# Flemish size differences



## bunnytamer (Apr 23, 2009)

Does anyone know if the wieght or size of flemish giants differ by what color they are? Like is the Sandy bigger than the Whitevariety?


----------



## Erins Rabbits (Apr 24, 2009)

I don't see how the color of an animal should affect it's size.


----------



## OakRidgeRabbits (Apr 24, 2009)

Well, I don't know of any over-arching generalizations. However, Flemish are being bred to be bigger and bigger, so I would assume that if one color is more common than another (like torts in Holland Lops), the overall size may be bigger in that color?


----------



## TinysMom (Apr 24, 2009)

I was thinking I'd heard that the white and sandies tend to be the largest - but I'm not sure.

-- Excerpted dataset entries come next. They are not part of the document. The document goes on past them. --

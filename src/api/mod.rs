//! REST client for the todo-chat backend.

pub mod chat;
pub mod client;
pub mod tasks;

pub use chat::{ChatApi, ChatResponse};
pub use client::ApiClient;
pub use tasks::TaskApi;
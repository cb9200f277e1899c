//! Task data model: backend-owned tasks, creation and update payloads.

use chrono::{DateTime, Utc};
use serde::{Deserialize, Serialize};

/// Lifecycle status of a task as reported by the backend.
#[derive(Debug, Clone, Copy, PartialEq, Eq, Serialize, Deserialize)]
#[serde(rename_all = "snake_case")]
pub enum TaskStatus {
    Pending,
    InProgress,
    Completed,
    /// Any status string this client does not know about.
    #[serde(other)]
    Unknown,
}

impl std::fmt::Display for TaskStatus {
    fn fmt(&self, f: &mut std::fmt::Formatter<'_>) -> std::fmt::Result {
        let s = match self {
            Self::Pending => "pending",
            Self::InProgress => "in_progress",
            Self::Completed => "completed",
            Self::Unknown => "unknown",
        };
        write!(f, "{s}")
    }
}

/// Task priority.
#[derive(Debug, Clone, Copy, PartialEq, Eq, Default, Serialize, Deserialize)]
#[serde(rename_all = "snake_case")]
pub enum TaskPriority {
    Low,
    #[default]
    Medium,
    High,
}

impl std::fmt::Display for TaskPriority {
    fn fmt(&self, f: &mut std::fmt::Formatter<'_>) -> std::fmt::Result {
        let s = match self {
            Self::Low => "low",
            Self::Medium => "medium",
            Self::High => "high",
        };
        write!(f, "{s}")
    }
}

impl std::str::FromStr for TaskPriority {
    type Err = String;

    /// Case-insensitive.
    fn from_str(s: &str) -> Result<Self, Self::Err> {
        match s.trim().to_ascii_lowercase().as_str() {
            "low" => Ok(Self::Low),
            "medium" => Ok(Self::Medium),
            "high" => Ok(Self::High),
            other => Err(format!("unknown priority '{other}'")),
        }
    }
}

/// A task as returned by the backend.
#[derive(Debug, Clone, PartialEq, Serialize, Deserialize)]
pub struct Task {
    pub task_id: String,
    pub title: String,
    #[serde(default, skip_serializing_if = "Option::is_none")]
    pub description: Option<String>,
    pub status: TaskStatus,
    #[serde(default)]
    pub priority: TaskPriority,
    #[serde(deserialize_with = "crate::timestamp::deserialize")]
    pub created_at: DateTime<Utc>,
    #[serde(deserialize_with = "crate::timestamp::deserialize")]
    pub updated_at: DateTime<Utc>,
    #[serde(
        default,
        skip_serializing_if = "Option::is_none",
        deserialize_with = "crate::timestamp::deserialize_option"
    )]
    pub completed_at: Option<DateTime<Utc>>,
}

impl Task {
    pub fn is_completed(&self) -> bool {
        self.status == TaskStatus::Completed
    }
}

/// Payload for `POST /api/{user}/tasks`.
#[derive(Debug, Clone, PartialEq, Eq, Serialize, Deserialize)]
pub struct NewTask {
    pub title: String,
    pub description: String,
    pub priority: TaskPriority,
}

impl NewTask {
    /// Create a payload with an empty description and medium priority.
    pub fn new(title: impl Into<String>) -> Self {
        Self {
            title: title.into(),
            description: String::new(),
            priority: TaskPriority::Medium,
        }
    }

    /// Builder: set description.
    pub fn with_description(mut self, desc: impl Into<String>) -> Self {
        self.description = desc.into();
        self
    }

    /// Builder: set priority.
    pub fn with_priority(mut self, priority: TaskPriority) -> Self {
        self.priority = priority;
        self
    }
}

/// Partial update for `PUT /api/{user}/tasks/{task}`. Absent fields are left
/// untouched by the backend.
#[derive(Debug, Clone, Default, PartialEq, Eq, Serialize, Deserialize)]
pub struct TaskUpdate {
    #[serde(default, skip_serializing_if = "Option::is_none")]
    pub title: Option<String>,
    #[serde(default, skip_serializing_if = "Option::is_none")]
    pub description: Option<String>,
    #[serde(default, skip_serializing_if = "Option::is_none")]
    pub priority: Option<TaskPriority>,
    #[serde(default, skip_serializing_if = "Option::is_none")]
    pub status: Option<TaskStatus>,
}

impl TaskUpdate {
    pub fn is_empty(&self) -> bool {
        self.title.is_none()
            && self.description.is_none()
            && self.priority.is_none()
            && self.status.is_none()
    }
}

/// Status filter accepted by `GET /api/{user}/tasks?status=`.
#[derive(Debug, Clone, Copy, PartialEq, Eq, Default)]
pub enum TaskStatusFilter {
    #[default]
    All,
    Pending,
    Completed,
}

impl TaskStatusFilter {
    pub fn as_str(&self) -> &'static str {
        match self {
            Self::All => "all",
            Self::Pending => "pending",
            Self::Completed => "completed",
        }
    }
}

impl std::str::FromStr for TaskStatusFilter {
    type Err = String;

    fn from_str(s: &str) -> Result<Self, Self::Err> {
        match s.trim().to_ascii_lowercase().as_str() {
            "" | "all" => Ok(Self::All),
            "pending" => Ok(Self::Pending),
            "completed" | "done" => Ok(Self::Completed),
            other => Err(format!("unknown status filter '{other}'")),
        }
    }
}

/// Envelope returned by `GET /api/{user}/tasks`.
#[derive(Debug, Clone, Deserialize)]
pub struct TaskList {
    pub tasks: Vec<Task>,
    #[serde(default)]
    pub total: Option<usize>,
    #[serde(default)]
    pub status_filter: Option<String>,
}

/// Dashboard counts over a task list.
#[derive(Debug, Clone, Copy, PartialEq, Eq, Default)]
pub struct TaskSummary {
    pub total: usize,
    pub pending: usize,
    pub completed: usize,
}

impl TaskSummary {
    pub fn from_tasks(tasks: &[Task]) -> Self {
        let completed = tasks.iter().filter(|t| t.is_completed()).count();
        let pending = tasks
            .iter()
            .filter(|t| t.status == TaskStatus::Pending)
            .count();
        Self {
            total: tasks.len(),
            pending,
            completed,
        }
    }
}

#[cfg(test)]
pub(crate) fn sample_task(id: &str, title: &str, status: TaskStatus) -> Task {
    let now = Utc::now();
    Task {
        task_id: id.to_string(),
        title: title.to_string(),
        description: None,
        status,
        priority: TaskPriority::Medium,
        created_at: now,
        updated_at: now,
        completed_at: (status == TaskStatus::Completed).then_some(now),
    }
}

#[cfg(test)]
mod tests {
    use super::*;

    #[test]
    fn task_decodes_backend_shape() {
        let json = serde_json::json!({
            "task_id": "5f1c",
            "title": "Buy milk",
            "description": null,
            "status": "pending",
            "priority": "high",
            "created_at": "2025-01-10T09:00:00Z",
            "updated_at": "2025-01-10T09:00:00Z",
            "completed_at": null
        });
        let task: Task = serde_json::from_value(json).unwrap();
        assert_eq!(task.title, "Buy milk");
        assert_eq!(task.status, TaskStatus::Pending);
        assert_eq!(task.priority, TaskPriority::High);
        assert!(task.description.is_none());
        assert!(task.completed_at.is_none());
    }

    #[test]
    fn task_list_decodes_naive_backend_timestamps() {
        let json = serde_json::json!({
            "tasks": [{
                "task_id": "t1",
                "title": "Buy milk",
                "description": "",
                "status": "completed",
                "priority": "medium",
                "created_at": "2025-01-10T09:00:00.123456",
                "updated_at": "2025-01-10 09:30:00",
                "completed_at": "2025-01-10T09:30:00"
            }],
            "total": 1,
            "status_filter": "all"
        });
        let list: TaskList = serde_json::from_value(json).unwrap();
        let task = &list.tasks[0];
        assert_eq!(task.created_at.to_rfc3339(), "2025-01-10T09:00:00.123456+00:00");
        assert_eq!(task.updated_at, task.completed_at.unwrap());
    }

    #[test]
    fn unknown_status_does_not_fail_decode() {
        let parsed: TaskStatus = serde_json::from_str("\"archived\"").unwrap();
        assert_eq!(parsed, TaskStatus::Unknown);
    }

    #[test]
    fn status_serde_snake_case() {
        let json = serde_json::to_string(&TaskStatus::InProgress).unwrap();
        assert_eq!(json, "\"in_progress\"");
    }

    #[test]
    fn new_task_defaults() {
        let task = NewTask::new("Write report");
        assert_eq!(task.description, "");
        assert_eq!(task.priority, TaskPriority::Medium);

        let json = serde_json::to_value(&task).unwrap();
        assert_eq!(
            json,
            serde_json::json!({"title": "Write report", "description": "", "priority": "medium"})
        );
    }

    #[test]
    fn task_update_omits_absent_fields() {
        let update = TaskUpdate {
            status: Some(TaskStatus::Completed),
            ..Default::default()
        };
        let json = serde_json::to_value(&update).unwrap();
        assert_eq!(json, serde_json::json!({"status": "completed"}));
        assert!(!update.is_empty());
        assert!(TaskUpdate::default().is_empty());
    }

    #[test]
    fn status_filter_parse() {
        assert_eq!("".parse::<TaskStatusFilter>().unwrap(), TaskStatusFilter::All);
        assert_eq!(
            "Pending".parse::<TaskStatusFilter>().unwrap(),
            TaskStatusFilter::Pending
        );
        assert!("someday".parse::<TaskStatusFilter>().is_err());
    }

    #[test]
    fn summary_counts_two_pending_one_completed() {
        let tasks = vec![
            sample_task("1", "a", TaskStatus::Pending),
            sample_task("2", "b", TaskStatus::Pending),
            sample_task("3", "c", TaskStatus::Completed),
        ];
        let summary = TaskSummary::from_tasks(&tasks);
        assert_eq!(summary.total, 3);
        assert_eq!(summary.pending, 2);
        assert_eq!(summary.completed, 1);
    }
}
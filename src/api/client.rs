//! Backend HTTP client: base URL prefixing, JSON bodies, error translation.

use std::time::Duration;

use reqwest::{Method, Url};
use serde::de::DeserializeOwned;
use tracing::debug;

use crate::config::ClientConfig;
use crate::error::ApiError;

/// Thin wrapper around `reqwest::Client` bound to one backend base URL.
#[derive(Debug, Clone)]
pub struct ApiClient {
    base_url: String,
    client: reqwest::Client,
}

impl ApiClient {
    /// Create a client with reqwest's default settings.
    pub fn new(base_url: impl Into<String>) -> Self {
        Self {
            base_url: normalize_base(base_url.into()),
            client: reqwest::Client::new(),
        }
    }

    /// Create a client with a per-request timeout.
    pub fn with_timeout(base_url: impl Into<String>, timeout: Duration) -> Result<Self, ApiError> {
        let client = reqwest::Client::builder()
            .timeout(timeout)
            .build()
            .map_err(|e| ApiError::Request(e.to_string()))?;
        Ok(Self {
            base_url: normalize_base(base_url.into()),
            client,
        })
    }

    pub fn from_config(config: &ClientConfig) -> Result<Self, ApiError> {
        Self::with_timeout(&config.api_base_url, config.request_timeout)
    }

    /// The configured base URL (no trailing slash).
    pub fn base_url(&self) -> &str {
        &self.base_url
    }

    /// Build an absolute URL from path segments. Segments are percent-encoded,
    /// so ids containing `/` or spaces cannot escape their position.
    pub fn endpoint(&self, segments: &[&str]) -> Result<Url, ApiError> {
        let mut url = Url::parse(&self.base_url)
            .map_err(|e| ApiError::Request(format!("invalid base URL '{}': {e}", self.base_url)))?;
        url.path_segments_mut()
            .map_err(|_| ApiError::Request(format!("base URL '{}' cannot carry a path", self.base_url)))?
            .pop_if_empty()
            .extend(segments);
        Ok(url)
    }

    /// Issue a request and decode the JSON response.
    ///
    /// Non-success statuses become [`ApiError::Http`] with the raw body text;
    /// transport failures become [`ApiError::Unreachable`].
    pub async fn request<T: DeserializeOwned>(
        &self,
        method: Method,
        segments: &[&str],
        query: &[(&str, String)],
        body: Option<&serde_json::Value>,
    ) -> Result<T, ApiError> {
        let url = self.endpoint(segments)?;
        debug!(method = %method, url = %url, "Backend request");

        let mut builder = self.client.request(method, url);
        if !query.is_empty() {
            builder = builder.query(query);
        }
        if let Some(body) = body {
            builder = builder.json(body);
        }

        let resp = builder.send().await.map_err(|e| self.transport_error(e))?;
        let status = resp.status();
        let text = resp.text().await.map_err(|e| self.transport_error(e))?;

        if !status.is_success() {
            return Err(ApiError::Http {
                status: status.as_u16(),
                body: text,
            });
        }

        let payload = if text.trim().is_empty() { "null" } else { text.as_str() };
        serde_json::from_str(payload).map_err(|e| ApiError::Decode(e.to_string()))
    }

    /// `GET /health`.
    pub async fn health(&self) -> Result<serde_json::Value, ApiError> {
        self.request(Method::GET, &["health"], &[], None).await
    }

    fn transport_error(&self, err: reqwest::Error) -> ApiError {
        if err.is_builder() {
            return ApiError::Request(err.to_string());
        }
        ApiError::Unreachable {
            base_url: self.base_url.clone(),
            reason: err.to_string(),
        }
    }
}

fn normalize_base(base: String) -> String {
    base.trim().trim_end_matches('/').to_string()
}
//! Error types for the todo-chat client.

/// Top-level error type for the client.
#[derive(Debug, thiserror::Error)]
pub enum Error {
    #[error("Configuration error: {0}")]
    Config(#[from] ConfigError),

    #[error("API error: {0}")]
    Api(#[from] ApiError),

    #[error("Session error: {0}")]
    Session(#[from] SessionError),

    #[error("Dispatch error: {0}")]
    Dispatch(#[from] DispatchError),
}

/// Configuration-related errors.
#[derive(Debug, thiserror::Error)]
pub enum ConfigError {
    #[error("Invalid configuration value for {key}: {message}")]
    InvalidValue { key: String, message: String },
}

/// Errors raised by the backend REST client.
#[derive(Debug, thiserror::Error)]
pub enum ApiError {
    /// The backend host could not be reached at all (connection refused, DNS,
    /// timeout). Carries the configured base URL for diagnostics.
    #[error("Cannot reach backend at {base_url}: {reason}")]
    Unreachable { base_url: String, reason: String },

    /// The backend answered with a non-success status.
    #[error("Backend returned HTTP {status}: {body}")]
    Http { status: u16, body: String },

    #[error("Failed to decode backend response: {0}")]
    Decode(String),

    #[error("Failed to build request: {0}")]
    Request(String),
}

impl ApiError {
    /// HTTP status code, if the backend answered at all.
    pub fn status(&self) -> Option<u16> {
        match self {
            Self::Http { status, .. } => Some(*status),
            _ => None,
        }
    }

    /// Whether this is a network-level failure rather than a backend answer.
    pub fn is_unreachable(&self) -> bool {
        matches!(self, Self::Unreachable { .. })
    }
}

/// Session / authentication errors.
#[derive(Debug, thiserror::Error)]
pub enum SessionError {
    #[error("Invalid credentials: {0}")]
    InvalidCredentials(String),

    #[error("Session storage error: {0}")]
    Storage(String),

    #[error("Serialization error: {0}")]
    Serialization(#[from] serde_json::Error),

    #[error("IO error: {0}")]
    Io(#[from] std::io::Error),
}

/// Tool-call dispatch errors.
#[derive(Debug, thiserror::Error)]
pub enum DispatchError {
    #[error("No signed-in user and demo identity is disabled")]
    Unauthenticated,

    #[error("Tool {name} has invalid arguments: {reason}")]
    InvalidArguments { name: String, reason: String },

    #[error("Tool {name} failed: {source}")]
    Api {
        name: String,
        #[source]
        source: ApiError,
    },
}

/// Result type alias for the client.
pub type Result<T> = std::result::Result<T, Error>;
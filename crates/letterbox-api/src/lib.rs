//! JSON API for Letterbox.
//!
//! Exposes an axum [`Router`] backed by any
//! [`SubmissionStore`](letterbox_core::store::SubmissionStore). Every response
//! body uses the uniform envelope the contact form consumes:
//! `{"success":true,"data":…}` on success and `{"success":false,"error":…}`
//! on failure.
//!
//! # Mounting
//!
//! ```rust,ignore
//! let gateway = Arc::new(SubmissionGateway::new(Arc::new(store)));
//! let app = letterbox_api::router(gateway);
//! ```

pub mod config;
pub mod error;
pub mod submissions;

pub use error::ApiError;

use std::sync::Arc;

use axum::{
  Router,
  routing::{get, post},
};
use letterbox_core::{SubmissionGateway, store::SubmissionStore};
use tower_http::trace::TraceLayer;

/// Build a fully-materialised API router for `gateway`.
///
/// The returned `Router<()>` can be nested into any parent router regardless
/// of its own state type.
pub fn router<S>(gateway: Arc<SubmissionGateway<S>>) -> Router<()>
where
  S: SubmissionStore + 'static,
{
  Router::new()
    .route("/api/contact",                 post(submissions::submit::<S>))
    .route("/api/submissions",             get(submissions::list::<S>))
    .route("/api/submissions/{id}/status", post(submissions::update_status::<S>))
    .layer(TraceLayer::new_for_http())
    .with_state(gateway)
}
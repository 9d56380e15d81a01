//! The submission gateway — the uniform success/failure boundary between the
//! contact form and the external store.
//!
//! Every operation resolves to the two-case contract: `Ok(rows)` or an
//! [`Error`] carrying a human-readable message. Store failures of any kind
//! (transport, rejection, missing configuration) are caught here and
//! normalised; nothing propagates past this boundary as a panic.

use std::sync::Arc;

use chrono::Utc;
use uuid::Uuid;
use validator::Validate as _;

use crate::{
  error::{Error, Result},
  store::SubmissionStore,
  submission::{ContactSubmission, NewSubmission, SubmissionStatus},
};

/// Stateless bridge from form input to durable storage.
///
/// Holds no cache and no mutable state — the store's row set is the only
/// state in the system. Constructed once at process start with an injected
/// backend, so tests can substitute an in-memory or failing store.
pub struct SubmissionGateway<S: SubmissionStore> {
  store: Arc<S>,
}

impl<S: SubmissionStore> SubmissionGateway<S> {
  pub fn new(store: Arc<S>) -> Self {
    Self { store }
  }

  /// Validate `input`, stamp it with `status = new` and the current UTC
  /// time, and issue exactly one insert. No retry, no queueing, no local
  /// buffering when the store is unreachable.
  pub async fn submit(
    &self,
    input: NewSubmission,
  ) -> Result<Vec<ContactSubmission>> {
    let input = input.trimmed();
    input
      .validate()
      .map_err(|e| Error::Validation(flatten_validation(&e)))?;

    let record = input.into_record(Utc::now());
    self.store.insert(record).await.map_err(store_error)
  }

  /// All submissions, newest first.
  pub async fn list(&self) -> Result<Vec<ContactSubmission>> {
    self.store.list().await.map_err(store_error)
  }

  /// Set one submission's status. Any status may move to any other; the
  /// failure modes are an unknown id and store errors.
  pub async fn update_status(
    &self,
    id: Uuid,
    status: SubmissionStatus,
  ) -> Result<Vec<ContactSubmission>> {
    let rows = self
      .store
      .update_status(id, status)
      .await
      .map_err(store_error)?;
    if rows.is_empty() {
      return Err(Error::NotFound(id));
    }
    Ok(rows)
  }
}

fn store_error<E: std::error::Error>(e: E) -> Error {
  Error::Store(e.to_string())
}

/// Collapse `validator`'s per-field error map into one sorted line.
fn flatten_validation(errors: &validator::ValidationErrors) -> String {
  let mut parts = Vec::new();
  for (field, field_errors) in errors.field_errors() {
    for error in field_errors {
      match &error.message {
        Some(message) => parts.push(format!("{field}: {message}")),
        None => parts.push(format!("{field}: {}", error.code)),
      }
    }
  }
  parts.sort();
  parts.join("; ")
}

#[cfg(test)]
mod tests {
  use super::*;
  use crate::memory::MemoryStore;
  use crate::submission::SubmissionRecord;
  use thiserror::Error;

  fn gateway() -> SubmissionGateway<MemoryStore> {
    SubmissionGateway::new(Arc::new(MemoryStore::new()))
  }

  fn input(name: &str, email: &str) -> NewSubmission {
    NewSubmission {
      name:    name.to_string(),
      email:   email.to_string(),
      subject: "Project inquiry".to_string(),
      message: "I would like to talk about a project.".to_string(),
    }
  }

  // ── Round-trip ──────────────────────────────────────────────────────────

  #[tokio::test]
  async fn submit_then_list_round_trips() {
    let gw = gateway();

    let rows = gw.submit(input("Ada", "ada@example.com")).await.unwrap();
    assert_eq!(rows.len(), 1);
    assert_eq!(rows[0].status, SubmissionStatus::New);
    assert!((Utc::now() - rows[0].created_at).num_seconds().abs() < 5);

    let listed = gw.list().await.unwrap();
    let found = listed
      .iter()
      .find(|r| r.id == rows[0].id)
      .expect("submitted row is listed");
    assert_eq!(found.name, "Ada");
    assert_eq!(found.email, "ada@example.com");
    assert_eq!(found.subject, "Project inquiry");
    assert_eq!(found.status, SubmissionStatus::New);
  }

  // ── Validation ──────────────────────────────────────────────────────────

  #[tokio::test]
  async fn submit_rejects_invalid_email() {
    let gw = gateway();
    let err = gw
      .submit(input("Ada", "not-an-address"))
      .await
      .unwrap_err();
    assert!(matches!(err, Error::Validation(_)), "got {err:?}");
    // Nothing reached the store.
    assert!(gw.list().await.unwrap().is_empty());
  }

  #[tokio::test]
  async fn submit_rejects_whitespace_only_name() {
    let gw = gateway();
    let err = gw.submit(input("   ", "ada@example.com")).await.unwrap_err();
    assert!(matches!(err, Error::Validation(_)), "got {err:?}");
  }

  #[tokio::test]
  async fn validation_message_names_the_field() {
    let gw = gateway();
    let err = gw.submit(input("Ada", "bad")).await.unwrap_err();
    assert!(err.to_string().contains("email"), "message: {err}");
  }

  // ── Failure normalisation ───────────────────────────────────────────────

  #[derive(Debug, Error)]
  #[error("connection refused")]
  struct Unreachable;

  /// A store whose every call fails, standing in for a network outage.
  struct FailStore;

  impl SubmissionStore for FailStore {
    type Error = Unreachable;

    async fn insert(
      &self,
      _record: SubmissionRecord,
    ) -> Result<Vec<ContactSubmission>, Unreachable> {
      Err(Unreachable)
    }

    async fn list(&self) -> Result<Vec<ContactSubmission>, Unreachable> {
      Err(Unreachable)
    }

    async fn update_status(
      &self,
      _id: Uuid,
      _status: SubmissionStatus,
    ) -> Result<Vec<ContactSubmission>, Unreachable> {
      Err(Unreachable)
    }
  }

  #[tokio::test]
  async fn store_failure_is_normalised_not_panicked() {
    let gw = SubmissionGateway::new(Arc::new(FailStore));
    let err = gw.submit(input("Ada", "ada@example.com")).await.unwrap_err();
    match err {
      Error::Store(message) => assert_eq!(message, "connection refused"),
      other => panic!("expected Store error, got {other:?}"),
    }
  }

  #[tokio::test]
  async fn list_failure_is_normalised() {
    let gw = SubmissionGateway::new(Arc::new(FailStore));
    assert!(matches!(gw.list().await.unwrap_err(), Error::Store(_)));
  }

  // ── Status mutation ─────────────────────────────────────────────────────

  #[tokio::test]
  async fn update_status_changes_only_the_target_row() {
    let gw = gateway();
    let first  = gw.submit(input("Ada", "ada@example.com")).await.unwrap();
    let second = gw.submit(input("Grace", "grace@example.com")).await.unwrap();

    let updated = gw
      .update_status(first[0].id, SubmissionStatus::Replied)
      .await
      .unwrap();
    assert_eq!(updated.len(), 1);
    assert_eq!(updated[0].status, SubmissionStatus::Replied);

    let listed = gw.list().await.unwrap();
    for row in &listed {
      if row.id == first[0].id {
        assert_eq!(row.status, SubmissionStatus::Replied);
      } else {
        assert_eq!(row.id, second[0].id);
        assert_eq!(row.status, SubmissionStatus::New);
      }
    }
  }

  #[tokio::test]
  async fn update_status_unknown_id_is_not_found() {
    let gw = gateway();
    let id  = Uuid::new_v4();
    let err = gw
      .update_status(id, SubmissionStatus::Read)
      .await
      .unwrap_err();
    assert!(matches!(err, Error::NotFound(e) if e == id), "got {err:?}");
  }

  // ── Concurrency ─────────────────────────────────────────────────────────

  #[tokio::test]
  async fn concurrent_submissions_produce_two_distinct_rows() {
    let gw = gateway();
    let (a, b) = tokio::join!(
      gw.submit(input("Ada", "ada@example.com")),
      gw.submit(input("Grace", "grace@example.com")),
    );
    let (a, b) = (a.unwrap(), b.unwrap());
    assert_ne!(a[0].id, b[0].id);

    let listed = gw.list().await.unwrap();
    assert_eq!(listed.len(), 2);
  }
}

I'll ask BlueGiants to take a look at this thread since she breeds flemish.


----------



## Bramblerose (Apr 24, 2009)

Yes, the colors that have been worked on the most seem to be the largest and have the best conformation. Sandies and Whites are the largest. Then Fawns, followed by Light Grays, Blacks and Steels, then Blues. I used to breed Light Grays, on average they ran 13-17lbs, with an occasional really big one, but thats true with all the colors, I saw a massive Black at one show, it was huge. I've never seen a truly huge Blue, or Steel. A decent Sandy can be hard to beat.


----------



## BlueGiants (Apr 27, 2009)

It's kind of hard to say one Variety (color) is bigger than another. Yes, the Sandys tend to be a little bigger than a Blue or a White may be bigger than a Light Gray. But I have 20 lb. Blues and have seen 13 lb. Sandys... The whole idea is to breed towards a "good size" with good health and close to the published Standard. 

If I had a dollar for every request I've had for a 25 lb. rabbit, I'd be wealthy. Too many people obsess over weight. Unless you put them on a scale, most people can't tell the difference between an 18 lb. rabbit and a 24 lb rabbit. I've had people look at a 15 lb rabbit and heard later they told people it was 25 lbs. Personally, I'd rather have a healthy, content 17 lb rabbit than an obese, sickly 24 lb. rabbit. 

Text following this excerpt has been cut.